Abstract
At the 2008 Cairo International Book Fair, respected Egyptian publishing house Dar El Shorouk introduced the Arabic-speaking world to three books adapted from blogs written by Egyptian women: Urz bil-labn li-shakhsayn (Rice Pudding for Two) by Rehab Bassam, ‘Ayzah ’atgawwiz (I Want to Get Married) by Ghada Abdel Aal, and ’Ama hadhihi fa-raqa?t? ’an? (As for This One, It’s My Dance) by Ghada Mohamed Mahmoud. This paper provides a meta-literary and literary analysis of the three popular books in relation to their original blogs with special attention to issues of gender and genre. Specifically, I examine shifts in genre that took place as the three original blogs were transformed from ever-changing near-dialogues between author and reader embedded in the meta-text of readers’ comments, into the fixed text of hardcopy books designed, marketed and distributed by a third party.

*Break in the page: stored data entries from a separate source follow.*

//! Small string key/value persistence used for layout state

use std::collections::HashMap;

use thiserror::Error;

#[derive(Debug, Clone, PartialEq, Eq, Error)]
pub enum StorageError {
    #[error("storage i/o failed: {0}")]
    Io(String),
    #[error("storage is corrupt: {0}")]
    Corrupt(String),
}

/// Persistent storage collaborator
///
/// Failures are reported but callers treat them as non-fatal: a layout value
/// that cannot be read falls back to its default, one that cannot be written
/// is simply not remembered.
pub trait KeyValueStore: Send {
    fn get(&self, key: &str) -> Result<Option<String>, StorageError>;
    fn set(&mut self, key: &str, value: &str) -> Result<(), StorageError>;
}

/// Volatile store, used when no storage path is configured
#[derive(Debug, Clone, Default)]
pub struct MemoryStore {
    values: HashMap<String, String>,
}

impl KeyValueStore for MemoryStore {
    fn get(&self, key: &str) -> Result<Option<String>, StorageError> {
        Ok(self.values.get(key).cloned())
    }

    fn set(&mut self, key: &str, value: &str) -> Result<(), StorageError> {
        self.values.insert(key.to_string(), value.to_string());
        Ok(())
    }
}

/// Read and parse a value, logging and discarding anything unusable
pub(crate) fn load<T: std::str::FromStr>(store: &dyn KeyValueStore, key: &str) -> Option<T> {
    match store.get(key) {
        Ok(Some(raw)) => match raw.trim().parse() {
            Ok(value) => Some(value),
            Err(_) => {
                log::warn!("Ignoring unparsable value {:?} for {}", raw, key);
                None
            }
        },
        Ok(None) => None,
        Err(e) => {
            log::warn!("Failed to read {}: {}", key, e);
            None
        }
    }
}

pub(crate) fn save(store: &mut dyn KeyValueStore, key: &str, value: impl ToString) {
    if let Err(e) = store.set(key, &value.to_string()) {
        log::warn!("Failed to persist {}: {}", key, e);
    }
}

#[cfg(test)]
pub(crate) mod tests {
    use super::*;

    /// Store whose every operation fails
    pub struct BrokenStore;

    impl KeyValueStore for BrokenStore {
        fn get(&self, _key: &str) -> Result<Option<String>, StorageError> {
            Err(StorageError::Io("disk on fire".to_string()))
        }

        fn set(&mut self, _key: &str, _value: &str) -> Result<(), StorageError> {
            Err(StorageError::Io("disk on fire".to_string()))
        }
    }

    #[test]
    fn test_load_parses_and_tolerates_garbage() {
        let mut store = MemoryStore::default();
        save(&mut store, "n", 42);
        store.set("bad", "forty-two").unwrap();

        assert_eq!(load::<u32>(&store, "n"), Some(42));
        assert_eq!(load::<u32>(&store, "bad"), None);
        assert_eq!(load::<u32>(&store, "missing"), None);
    }

    #[test]
    fn test_broken_store_is_not_fatal() {
        let mut store = BrokenStore;
        save(&mut store, "n", 1);
        assert_eq!(load::<u32>(&store, "n"), None);
    }
}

Dar El Shorouk emphasizes the books’ connection to the blogging world in its conscious labeling of these three books, along with two others published subsequently as part of the series, as a new genre distinct from traditional literary genres: mudawwana. By omitting the word adab in its categorization of these texts, Dar El Shorouk shows its hesitation to place these texts on equal footing with traditional and mainstream modern Arabic literature; however, the publishing house also simultaneously creates a new, undefined space between traditional adab, which appears most often as published books, and blogs.

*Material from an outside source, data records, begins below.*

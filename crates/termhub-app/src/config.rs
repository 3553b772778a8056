//! Settings resolution: built-in defaults < TOML file < environment and flags

use std::net::SocketAddr;
use std::path::{Path, PathBuf};
use std::time::Duration;

use serde::Deserialize;
use thiserror::Error;

use termhub_connection::{ConnectionMode, ConnectionOptions};
use termhub_types::{
    DEFAULT_MAX_SESSIONS, DEFAULT_TERMINAL_ENDPOINT, DEFAULT_WS_PREFIX, RESIZE_DEBOUNCE_MS,
    TERMINAL_RECONNECT_INTERVAL_MS, TERMINAL_RECONNECT_LIMIT,
};

use crate::cli::{AttachArgs, ServeArgs};

/// Config file picked up from the working directory when `--config` is not given
pub const DEFAULT_CONFIG_FILE: &str = "termhub.toml";

pub const DEFAULT_HOST: &str = "127.0.0.1:8000";
pub const DEFAULT_BIND: &str = "127.0.0.1:8000";

#[derive(Debug, Error)]
pub enum ConfigError {
    #[error("failed to read config file {path}: {source}")]
    Read {
        path: PathBuf,
        #[source]
        source: std::io::Error,
    },
    #[error("failed to parse config file {path}: {source}")]
    Parse {
        path: PathBuf,
        #[source]
        source: toml::de::Error,
    },
    #[error("invalid bind address '{0}'")]
    InvalidBind(String),
}

// ============================================================================
// File layer
// ============================================================================

/// Contents of `termhub.toml`
#[derive(Debug, Default, Deserialize)]
#[serde(default, deny_unknown_fields)]
pub struct FileConfig {
    pub client: ClientFileConfig,
    pub server: ServerFileConfig,
}

#[derive(Debug, Default, Deserialize)]
#[serde(default, deny_unknown_fields)]
pub struct ClientFileConfig {
    pub host: Option<String>,
    pub secure: Option<bool>,
    pub prefix: Option<String>,
    pub endpoint: Option<String>,
    pub reconnect_limit: Option<u32>,
    pub reconnect_interval_ms: Option<u64>,
    pub manual: Option<bool>,
    pub max_sessions: Option<usize>,
    pub resize_debounce_ms: Option<u64>,
    pub storage_path: Option<PathBuf>,
    pub token: Option<String>,
}

#[derive(Debug, Default, Deserialize)]
#[serde(default, deny_unknown_fields)]
pub struct ServerFileConfig {
    pub bind: Option<String>,
    pub shell: Option<String>,
    pub prefix: Option<String>,
    pub token: Option<String>,
}

impl FileConfig {
    pub fn load(path: &Path) -> Result<Self, ConfigError> {
        let text = std::fs::read_to_string(path).map_err(|source| ConfigError::Read {
            path: path.to_path_buf(),
            source,
        })?;
        toml::from_str(&text).map_err(|source| ConfigError::Parse {
            path: path.to_path_buf(),
            source,
        })
    }

    /// Load an explicit file, or `termhub.toml` in `dir` if one exists
    pub fn discover(explicit: Option<&Path>, dir: &Path) -> Result<Self, ConfigError> {
        if let Some(path) = explicit {
            return Self::load(path);
        }
        let candidate = dir.join(DEFAULT_CONFIG_FILE);
        if candidate.is_file() {
            log::debug!("Using config file {}", candidate.display());
            Self::load(&candidate)
        } else {
            Ok(Self::default())
        }
    }
}

// ============================================================================
// Client
// ============================================================================

#[derive(Debug, Clone, PartialEq, Eq)]
pub struct ClientSettings {
    pub host: String,
    pub secure: bool,
    pub prefix: String,
    pub endpoint: String,
    pub reconnect_limit: u32,
    pub reconnect_interval: Duration,
    pub manual: bool,
    pub max_sessions: usize,
    pub resize_debounce: Duration,
    pub storage_path: Option<PathBuf>,
    pub token: Option<String>,
    pub mode: ConnectionMode,
}

impl Default for ClientSettings {
    fn default() -> Self {
        Self {
            host: DEFAULT_HOST.to_string(),
            secure: false,
            prefix: DEFAULT_WS_PREFIX.to_string(),
            endpoint: DEFAULT_TERMINAL_ENDPOINT.to_string(),
            reconnect_limit: TERMINAL_RECONNECT_LIMIT,
            reconnect_interval: Duration::from_millis(TERMINAL_RECONNECT_INTERVAL_MS),
            manual: true,
            max_sessions: DEFAULT_MAX_SESSIONS,
            resize_debounce: Duration::from_millis(RESIZE_DEBOUNCE_MS),
            storage_path: None,
            token: None,
            mode: ConnectionMode::Terminal,
        }
    }
}

impl ClientSettings {
    pub fn resolve(file: ClientFileConfig, args: &AttachArgs) -> Self {
        let defaults = Self::default();
        Self {
            host: args.host.clone().or(file.host).unwrap_or(defaults.host),
            secure: args.secure || file.secure.unwrap_or(defaults.secure),
            prefix: args.prefix.clone().or(file.prefix).unwrap_or(defaults.prefix),
            endpoint: args
                .endpoint
                .clone()
                .or(file.endpoint)
                .unwrap_or(defaults.endpoint),
            reconnect_limit: args
                .reconnect_limit
                .or(file.reconnect_limit)
                .unwrap_or(defaults.reconnect_limit),
            reconnect_interval: args
                .reconnect_interval_ms
                .or(file.reconnect_interval_ms)
                .map(Duration::from_millis)
                .unwrap_or(defaults.reconnect_interval),
            manual: if args.auto_connect {
                false
            } else {
                file.manual.unwrap_or(defaults.manual)
            },
            max_sessions: args
                .max_sessions
                .or(file.max_sessions)
                .unwrap_or(defaults.max_sessions),
            resize_debounce: args
                .resize_debounce_ms
                .or(file.resize_debounce_ms)
                .map(Duration::from_millis)
                .unwrap_or(defaults.resize_debounce),
            storage_path: args.storage.clone().or(file.storage_path),
            token: args.token.clone().or(file.token),
            mode: if args.channel {
                ConnectionMode::Channel
            } else {
                defaults.mode
            },
        }
    }

    pub fn connection_options(&self) -> ConnectionOptions {
        ConnectionOptions {
            reconnect_limit: self.reconnect_limit,
            reconnect_interval: self.reconnect_interval,
            manual: self.manual,
            mode: self.mode,
        }
    }
}

// ============================================================================
// Server
// ============================================================================

#[derive(Debug, Clone, PartialEq, Eq)]
pub struct ServerSettings {
    pub bind: SocketAddr,
    pub shell: String,
    pub prefix: String,
    pub token: Option<String>,
}

impl ServerSettings {
    pub fn resolve(file: ServerFileConfig, args: &ServeArgs) -> Result<Self, ConfigError> {
        let bind = args
            .bind
            .clone()
            .or(file.bind)
            .unwrap_or_else(|| DEFAULT_BIND.to_string());
        let bind = bind
            .parse()
            .map_err(|_| ConfigError::InvalidBind(bind.clone()))?;
        Ok(Self {
            bind,
            shell: args
                .shell
                .clone()
                .or(file.shell)
                .unwrap_or_else(default_shell),
            prefix: args
                .prefix
                .clone()
                .or(file.prefix)
                .unwrap_or_else(|| DEFAULT_WS_PREFIX.to_string()),
            token: args.token.clone().or(file.token),
        })
    }
}

/// `$SHELL`, falling back to `/bin/sh`
pub fn default_shell() -> String {
    std::env::var("SHELL")
        .ok()
        .filter(|s| !s.is_empty())
        .unwrap_or_else(|| "/bin/sh".to_string())
}
#[cfg(test)]
mod tests {
    use super::*;
    use pretty_assertions::assert_eq;
    use serde_json::json;
    use tokio::sync::mpsc;

    use termhub_terminal::MemoryStore;

    fn runtime() -> (ClientRuntime, UnboundedReceiver<ClientEvent>) {
        let settings = ClientSettings {
            host: "127.0.0.1:9".to_string(),
            ..ClientSettings::default()
        };
        let (events, event_rx) = mpsc::unbounded_channel();
        let runtime = ClientRuntime::new(
            &settings,
            Box::new(MemoryStore::default()),
            ContainerSize::new(720, 408),
            events,
        );
        (runtime, event_rx)
    }

    #[tokio::test]
    async fn test_closing_background_session_drops_its_replies() {
        let (mut runtime, _events) = runtime();
        runtime.on_command(ClientCommand::NewSession);
        runtime.on_command(ClientCommand::NewSession);
        runtime.on_command(ClientCommand::Switch(1));
        let first = runtime.registry().active_session_id().unwrap();

        let key = RouteKey::new("jobs", "status").with_correlation(CorrelationId::from(7i64));
        runtime
            .router
            .register(key.clone(), Registration::new(|_, _| {}))
            .unwrap();
        runtime.pending_calls.push((Some(first), key));
        assert_eq!(runtime.outstanding_calls(), 1);

        runtime.on_command(ClientCommand::Switch(2));
        let active = runtime.registry().active_session_id();
        runtime.on_command(ClientCommand::Close(Some(1)));

        assert_eq!(runtime.registry().active_session_id(), active);
        assert!(runtime.registry().session(first).is_none());
        assert_eq!(runtime.outstanding_calls(), 0);
        assert!(runtime.pending_calls.is_empty());
    }

    #[tokio::test]
    async fn test_unsent_call_is_not_left_registered() {
        let (mut runtime, mut events) = runtime();
        assert_ne!(runtime.connection_state(), ReadyState::Open);

        runtime.on_command(ClientCommand::Call {
            namespace: "jobs".to_string(),
            func_name: "status".to_string(),
            args: vec![json!(1)],
        });

        assert_eq!(runtime.outstanding_calls(), 0);
        assert!(runtime.pending_calls.is_empty());
        let mut notices = Vec::new();
        while let Ok(event) = events.try_recv() {
            if let ClientEvent::Notice(text) = event {
                notices.push(text);
            }
        }
        assert!(notices.iter().any(|n| n == "Not connected, call dropped"));
    }
}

I preface my discussion with previous arguments that use convincingly Habermas’ conception of the public sphere and Nancy Fraser’s feminist critique of Habermas to analyze emerging trends and conclude that there is a presence of multiple, overlapping counterpublics and subaltern counterpublics in the Middle East and North African blogosphere (Eickelman and Anderson 2003; Skalli 2006; Elsadda 2010). I complicate these previous arguments by asserting that blogs should not be juxtaposed with their book counterparts; rather, the two formats create distinct counterpublics that therefore have distinct influences on their audiences and on genre categorization. Close analysis of these texts as books and blogs undermines critics’ attempts to confine these works to a single genre and explores how the texts give voice to some of the frequently overlooked or oversimplified problems facing women in Egypt. By writing openly, Bassam, Mahmoud and Abdel Aal write in a transgressive manner and create productive counterpublics in cyberspace that extend to mainstream literary circles following the texts’ publication by Dar El Shorouk.